→ **DATA PROVIDED**:
---------------
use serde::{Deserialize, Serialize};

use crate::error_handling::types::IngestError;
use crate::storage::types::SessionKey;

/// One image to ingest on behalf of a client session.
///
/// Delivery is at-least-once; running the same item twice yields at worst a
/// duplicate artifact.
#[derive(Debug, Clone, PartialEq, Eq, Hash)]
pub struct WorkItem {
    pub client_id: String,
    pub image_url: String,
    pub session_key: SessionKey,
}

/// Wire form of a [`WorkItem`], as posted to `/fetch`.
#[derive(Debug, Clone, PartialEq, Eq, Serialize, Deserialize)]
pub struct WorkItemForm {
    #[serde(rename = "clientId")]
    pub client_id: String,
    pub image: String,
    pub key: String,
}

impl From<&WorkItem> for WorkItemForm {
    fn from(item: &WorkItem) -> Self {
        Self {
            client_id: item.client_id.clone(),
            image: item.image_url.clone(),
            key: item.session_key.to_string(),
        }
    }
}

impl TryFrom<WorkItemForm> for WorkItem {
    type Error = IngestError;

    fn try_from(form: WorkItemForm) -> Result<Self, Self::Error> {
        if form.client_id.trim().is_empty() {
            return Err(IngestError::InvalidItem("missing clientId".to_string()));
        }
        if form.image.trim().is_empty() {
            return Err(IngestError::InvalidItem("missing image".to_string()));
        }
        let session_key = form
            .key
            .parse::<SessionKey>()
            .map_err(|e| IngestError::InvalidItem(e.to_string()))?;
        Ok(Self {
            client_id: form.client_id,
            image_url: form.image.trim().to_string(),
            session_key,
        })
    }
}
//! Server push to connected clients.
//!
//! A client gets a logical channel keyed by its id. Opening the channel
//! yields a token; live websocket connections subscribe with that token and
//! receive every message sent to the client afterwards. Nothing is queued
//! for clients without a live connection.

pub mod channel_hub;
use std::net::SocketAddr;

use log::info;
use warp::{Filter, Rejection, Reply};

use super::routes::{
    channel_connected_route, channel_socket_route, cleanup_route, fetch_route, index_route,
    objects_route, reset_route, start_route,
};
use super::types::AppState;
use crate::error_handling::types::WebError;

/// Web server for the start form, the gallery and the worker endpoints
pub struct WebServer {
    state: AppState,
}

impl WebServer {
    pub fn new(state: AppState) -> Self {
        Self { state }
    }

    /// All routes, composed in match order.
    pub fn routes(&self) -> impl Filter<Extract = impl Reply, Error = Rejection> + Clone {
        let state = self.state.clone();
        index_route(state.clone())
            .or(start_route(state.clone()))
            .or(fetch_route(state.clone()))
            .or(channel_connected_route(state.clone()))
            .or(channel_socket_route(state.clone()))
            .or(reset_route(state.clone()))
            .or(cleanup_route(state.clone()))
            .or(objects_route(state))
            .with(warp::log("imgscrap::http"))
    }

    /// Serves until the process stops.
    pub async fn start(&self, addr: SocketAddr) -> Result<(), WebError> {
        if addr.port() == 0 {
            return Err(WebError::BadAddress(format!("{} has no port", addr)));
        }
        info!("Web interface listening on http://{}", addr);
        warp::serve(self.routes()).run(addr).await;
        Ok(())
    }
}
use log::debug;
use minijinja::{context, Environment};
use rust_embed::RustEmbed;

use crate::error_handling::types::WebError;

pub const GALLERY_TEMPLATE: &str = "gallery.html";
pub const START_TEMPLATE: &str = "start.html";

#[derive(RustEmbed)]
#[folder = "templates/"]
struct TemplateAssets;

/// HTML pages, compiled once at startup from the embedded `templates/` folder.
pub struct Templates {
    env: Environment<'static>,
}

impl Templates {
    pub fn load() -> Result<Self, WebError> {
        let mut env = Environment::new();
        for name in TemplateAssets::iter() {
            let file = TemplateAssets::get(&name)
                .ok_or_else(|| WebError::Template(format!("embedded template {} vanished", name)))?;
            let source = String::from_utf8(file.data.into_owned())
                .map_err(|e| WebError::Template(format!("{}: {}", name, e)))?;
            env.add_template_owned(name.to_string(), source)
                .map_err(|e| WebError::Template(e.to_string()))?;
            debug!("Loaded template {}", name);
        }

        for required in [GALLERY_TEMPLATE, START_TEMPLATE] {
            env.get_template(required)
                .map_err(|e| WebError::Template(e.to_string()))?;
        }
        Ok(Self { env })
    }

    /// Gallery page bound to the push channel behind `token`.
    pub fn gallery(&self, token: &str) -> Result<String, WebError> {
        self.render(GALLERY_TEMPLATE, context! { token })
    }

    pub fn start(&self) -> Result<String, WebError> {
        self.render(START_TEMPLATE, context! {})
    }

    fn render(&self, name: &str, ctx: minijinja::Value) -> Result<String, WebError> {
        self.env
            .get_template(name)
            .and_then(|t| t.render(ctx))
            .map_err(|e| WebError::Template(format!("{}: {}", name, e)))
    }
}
---------------
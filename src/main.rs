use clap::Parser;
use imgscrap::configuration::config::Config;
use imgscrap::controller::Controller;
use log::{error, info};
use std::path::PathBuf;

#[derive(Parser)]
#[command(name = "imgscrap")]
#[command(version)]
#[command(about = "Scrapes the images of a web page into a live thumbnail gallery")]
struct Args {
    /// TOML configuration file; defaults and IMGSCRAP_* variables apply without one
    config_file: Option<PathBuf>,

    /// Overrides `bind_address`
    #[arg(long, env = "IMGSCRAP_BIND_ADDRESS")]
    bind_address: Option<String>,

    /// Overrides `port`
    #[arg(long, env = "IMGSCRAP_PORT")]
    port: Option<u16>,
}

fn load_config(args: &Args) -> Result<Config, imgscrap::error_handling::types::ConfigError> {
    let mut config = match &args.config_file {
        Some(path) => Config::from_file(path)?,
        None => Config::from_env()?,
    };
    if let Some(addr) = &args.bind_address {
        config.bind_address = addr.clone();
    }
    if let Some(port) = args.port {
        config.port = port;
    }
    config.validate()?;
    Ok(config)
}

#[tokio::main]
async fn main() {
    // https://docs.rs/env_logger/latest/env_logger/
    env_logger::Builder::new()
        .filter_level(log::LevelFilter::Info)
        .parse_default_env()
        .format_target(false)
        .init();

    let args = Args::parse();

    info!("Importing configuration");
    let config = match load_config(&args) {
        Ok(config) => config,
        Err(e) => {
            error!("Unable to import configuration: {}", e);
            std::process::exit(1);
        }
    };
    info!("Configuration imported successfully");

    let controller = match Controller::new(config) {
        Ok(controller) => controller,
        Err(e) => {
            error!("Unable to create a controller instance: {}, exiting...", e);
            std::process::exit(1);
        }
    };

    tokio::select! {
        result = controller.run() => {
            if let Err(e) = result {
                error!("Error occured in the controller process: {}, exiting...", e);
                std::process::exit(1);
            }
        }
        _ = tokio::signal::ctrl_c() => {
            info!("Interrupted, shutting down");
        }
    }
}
---------------
→ **TASK PROMPT**:
Among the entries above, which lines include "async"? List them all.

→ **TASK RESPONSE**:
    pub async fn start(&self, addr: SocketAddr) -> Result<(), WebError> {
async fn main() {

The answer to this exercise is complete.